▸ The task:
Would you please output the records exactly as they appear below?

%%

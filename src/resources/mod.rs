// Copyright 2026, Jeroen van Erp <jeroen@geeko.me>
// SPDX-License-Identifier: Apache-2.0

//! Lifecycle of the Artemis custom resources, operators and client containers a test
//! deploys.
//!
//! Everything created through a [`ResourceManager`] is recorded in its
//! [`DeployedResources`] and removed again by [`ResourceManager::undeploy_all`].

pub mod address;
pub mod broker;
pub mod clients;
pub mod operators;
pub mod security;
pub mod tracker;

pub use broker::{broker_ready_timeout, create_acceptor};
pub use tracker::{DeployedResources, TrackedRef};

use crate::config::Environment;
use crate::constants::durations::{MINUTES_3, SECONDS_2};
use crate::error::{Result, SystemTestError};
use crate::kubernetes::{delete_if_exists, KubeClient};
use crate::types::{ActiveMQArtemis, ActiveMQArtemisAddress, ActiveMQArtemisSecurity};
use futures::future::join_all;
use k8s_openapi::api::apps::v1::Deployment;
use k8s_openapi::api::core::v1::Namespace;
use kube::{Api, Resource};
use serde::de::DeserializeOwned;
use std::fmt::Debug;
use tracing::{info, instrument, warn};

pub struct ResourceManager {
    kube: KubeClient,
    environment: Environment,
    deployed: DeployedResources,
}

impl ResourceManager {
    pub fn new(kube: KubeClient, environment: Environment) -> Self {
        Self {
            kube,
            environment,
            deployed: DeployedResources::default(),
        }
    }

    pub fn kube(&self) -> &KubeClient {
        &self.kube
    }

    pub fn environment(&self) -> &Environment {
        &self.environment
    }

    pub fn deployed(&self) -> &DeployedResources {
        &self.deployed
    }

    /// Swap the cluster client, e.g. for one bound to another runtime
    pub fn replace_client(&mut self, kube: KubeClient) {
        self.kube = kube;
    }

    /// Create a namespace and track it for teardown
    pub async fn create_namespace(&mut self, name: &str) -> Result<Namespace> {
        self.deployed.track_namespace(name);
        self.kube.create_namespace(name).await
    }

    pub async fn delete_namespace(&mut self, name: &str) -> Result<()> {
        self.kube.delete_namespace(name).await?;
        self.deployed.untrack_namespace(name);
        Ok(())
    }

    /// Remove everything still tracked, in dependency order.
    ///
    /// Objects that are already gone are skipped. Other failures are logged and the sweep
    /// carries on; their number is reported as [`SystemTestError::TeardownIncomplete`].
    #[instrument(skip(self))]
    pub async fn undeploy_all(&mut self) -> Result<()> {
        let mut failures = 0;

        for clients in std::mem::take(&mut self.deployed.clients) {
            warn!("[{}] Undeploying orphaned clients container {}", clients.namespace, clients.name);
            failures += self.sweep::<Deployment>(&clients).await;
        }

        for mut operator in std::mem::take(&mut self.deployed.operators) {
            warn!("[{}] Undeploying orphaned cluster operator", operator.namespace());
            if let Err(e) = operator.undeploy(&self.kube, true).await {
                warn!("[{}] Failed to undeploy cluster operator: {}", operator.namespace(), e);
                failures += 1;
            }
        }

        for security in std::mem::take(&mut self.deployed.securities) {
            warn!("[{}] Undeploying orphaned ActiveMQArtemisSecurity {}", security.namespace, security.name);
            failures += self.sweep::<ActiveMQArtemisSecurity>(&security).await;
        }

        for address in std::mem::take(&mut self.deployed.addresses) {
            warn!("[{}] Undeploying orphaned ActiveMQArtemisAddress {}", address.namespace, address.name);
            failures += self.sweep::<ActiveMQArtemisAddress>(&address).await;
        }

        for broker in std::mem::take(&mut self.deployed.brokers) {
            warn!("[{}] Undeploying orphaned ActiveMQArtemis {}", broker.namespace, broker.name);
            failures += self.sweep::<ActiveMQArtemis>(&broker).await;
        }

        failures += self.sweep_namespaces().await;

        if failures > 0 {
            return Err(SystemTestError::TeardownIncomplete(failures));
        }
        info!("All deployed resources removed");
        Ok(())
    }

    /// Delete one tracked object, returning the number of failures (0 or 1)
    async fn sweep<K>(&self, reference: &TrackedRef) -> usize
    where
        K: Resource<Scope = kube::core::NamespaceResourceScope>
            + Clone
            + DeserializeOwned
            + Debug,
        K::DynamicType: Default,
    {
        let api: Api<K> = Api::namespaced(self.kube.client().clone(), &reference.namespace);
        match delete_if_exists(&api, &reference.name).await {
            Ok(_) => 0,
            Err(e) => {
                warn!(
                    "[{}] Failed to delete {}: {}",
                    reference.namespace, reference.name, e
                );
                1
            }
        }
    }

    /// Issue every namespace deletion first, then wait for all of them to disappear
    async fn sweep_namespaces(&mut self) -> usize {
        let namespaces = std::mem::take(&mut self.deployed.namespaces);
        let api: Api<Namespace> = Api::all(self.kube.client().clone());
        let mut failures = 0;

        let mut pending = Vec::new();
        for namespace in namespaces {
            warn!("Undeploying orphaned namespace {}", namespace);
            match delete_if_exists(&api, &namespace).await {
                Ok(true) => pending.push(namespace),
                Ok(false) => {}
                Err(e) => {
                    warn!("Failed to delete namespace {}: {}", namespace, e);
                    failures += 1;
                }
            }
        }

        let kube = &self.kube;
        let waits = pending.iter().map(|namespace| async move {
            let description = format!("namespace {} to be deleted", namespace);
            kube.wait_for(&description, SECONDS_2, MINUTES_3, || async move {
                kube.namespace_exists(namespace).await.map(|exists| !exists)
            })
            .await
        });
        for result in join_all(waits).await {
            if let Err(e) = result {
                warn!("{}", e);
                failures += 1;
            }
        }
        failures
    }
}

%%

▸ Solution:
filename src/resources/mod.rs
// Copyright 2026, Jeroen van Erp <jeroen@geeko.me>
// SPDX-License-Identifier: Apache-2.0

//! Lifecycle of the Artemis custom resources, operators and client containers a test
//! deploys.
//!
//! Everything created through a [`ResourceManager`] is recorded in its
//! [`DeployedResources`] and removed again by [`ResourceManager::undeploy_all`].

pub mod address;
pub mod broker;
pub mod clients;
pub mod operators;
pub mod security;
pub mod tracker;

pub use broker::{broker_ready_timeout, create_acceptor};
pub use tracker::{DeployedResources, TrackedRef};

use crate::config::Environment;
use crate::constants::durations::{MINUTES_3, SECONDS_2};
use crate::error::{Result, SystemTestError};
use crate::kubernetes::{delete_if_exists, KubeClient};
use crate::types::{ActiveMQArtemis, ActiveMQArtemisAddress, ActiveMQArtemisSecurity};
use futures::future::join_all;
use k8s_openapi::api::apps::v1::Deployment;
use k8s_openapi::api::core::v1::Namespace;
use kube::{Api, Resource};
use serde::de::DeserializeOwned;
use std::fmt::Debug;
use tracing::{info, instrument, warn};

pub struct ResourceManager {
    kube: KubeClient,
    environment: Environment,
    deployed: DeployedResources,
}

impl ResourceManager {
    pub fn new(kube: KubeClient, environment: Environment) -> Self {
        Self {
            kube,
            environment,
            deployed: DeployedResources::default(),
        }
    }

    pub fn kube(&self) -> &KubeClient {
        &self.kube
    }

    pub fn environment(&self) -> &Environment {
        &self.environment
    }

    pub fn deployed(&self) -> &DeployedResources {
        &self.deployed
    }

    /// Swap the cluster client, e.g. for one bound to another runtime
    pub fn replace_client(&mut self, kube: KubeClient) {
        self.kube = kube;
    }

    /// Create a namespace and track it for teardown
    pub async fn create_namespace(&mut self, name: &str) -> Result<Namespace> {
        self.deployed.track_namespace(name);
        self.kube.create_namespace(name).await
    }

    pub async fn delete_namespace(&mut self, name: &str) -> Result<()> {
        self.kube.delete_namespace(name).await?;
        self.deployed.untrack_namespace(name);
        Ok(())
    }

    /// Remove everything still tracked, in dependency order.
    ///
    /// Objects that are already gone are skipped. Other failures are logged and the sweep
    /// carries on; their number is reported as [`SystemTestError::TeardownIncomplete`].
    #[instrument(skip(self))]
    pub async fn undeploy_all(&mut self) -> Result<()> {
        let mut failures = 0;

        for clients in std::mem::take(&mut self.deployed.clients) {
            warn!("[{}] Undeploying orphaned clients container {}", clients.namespace, clients.name);
            failures += self.sweep::<Deployment>(&clients).await;
        }

        for mut operator in std::mem::take(&mut self.deployed.operators) {
            warn!("[{}] Undeploying orphaned cluster operator", operator.namespace());
            if let Err(e) = operator.undeploy(&self.kube, true).await {
                warn!("[{}] Failed to undeploy cluster operator: {}", operator.namespace(), e);
                failures += 1;
            }
        }

        for security in std::mem::take(&mut self.deployed.securities) {
            warn!("[{}] Undeploying orphaned ActiveMQArtemisSecurity {}", security.namespace, security.name);
            failures += self.sweep::<ActiveMQArtemisSecurity>(&security).await;
        }

        for address in std::mem::take(&mut self.deployed.addresses) {
            warn!("[{}] Undeploying orphaned ActiveMQArtemisAddress {}", address.namespace, address.name);
            failures += self.sweep::<ActiveMQArtemisAddress>(&address).await;
        }

        for broker in std::mem::take(&mut self.deployed.brokers) {
            warn!("[{}] Undeploying orphaned ActiveMQArtemis {}", broker.namespace, broker.name);
            failures += self.sweep::<ActiveMQArtemis>(&broker).await;
        }

        failures += self.sweep_namespaces().await;

        if failures > 0 {
            return Err(SystemTestError::TeardownIncomplete(failures));
        }
        info!("All deployed resources removed");
        Ok(())
    }

    /// Delete one tracked object, returning the number of failures (0 or 1)
    async fn sweep<K>(&self, reference: &TrackedRef) -> usize
    where
        K: Resource<Scope = kube::core::NamespaceResourceScope>
            + Clone
            + DeserializeOwned
            + Debug,
        K::DynamicType: Default,
    {
        let api: Api<K> = Api::namespaced(self.kube.client().clone(), &reference.namespace);
        match delete_if_exists(&api, &reference.name).await {
            Ok(_) => 0,
            Err(e) => {
                warn!(
                    "[{}] Failed to delete {}: {}",
                    reference.namespace, reference.name, e
                );
                1
            }
        }
    }

    /// Issue every namespace deletion first, then wait for all of them to disappear
    async fn sweep_namespaces(&mut self) -> usize {
        let namespaces = std::mem::take(&mut self.deployed.namespaces);
        let api: Api<Namespace> = Api::all(self.kube.client().clone());
        let mut failures = 0;

        let mut pending = Vec::new();
        for namespace in namespaces {
            warn!("Undeploying orphaned namespace {}", namespace);
            match delete_if_exists(&api, &namespace).await {
                Ok(true) => pending.push(namespace),
                Ok(false) => {}
                Err(e) => {
                    warn!("Failed to delete namespace {}: {}", namespace, e);
                    failures += 1;
                }
            }
        }

        let kube = &self.kube;
        let waits = pending.iter().map(|namespace| async move {
            let description = format!("namespace {} to be deleted", namespace);
            kube.wait_for(&description, SECONDS_2, MINUTES_3, || async move {
                kube.namespace_exists(namespace).await.map(|exists| !exists)
            })
            .await
        });
        for result in join_all(waits).await {
            if let Err(e) = result {
                warn!("{}", e);
                failures += 1;
            }
        }
        failures
    }
}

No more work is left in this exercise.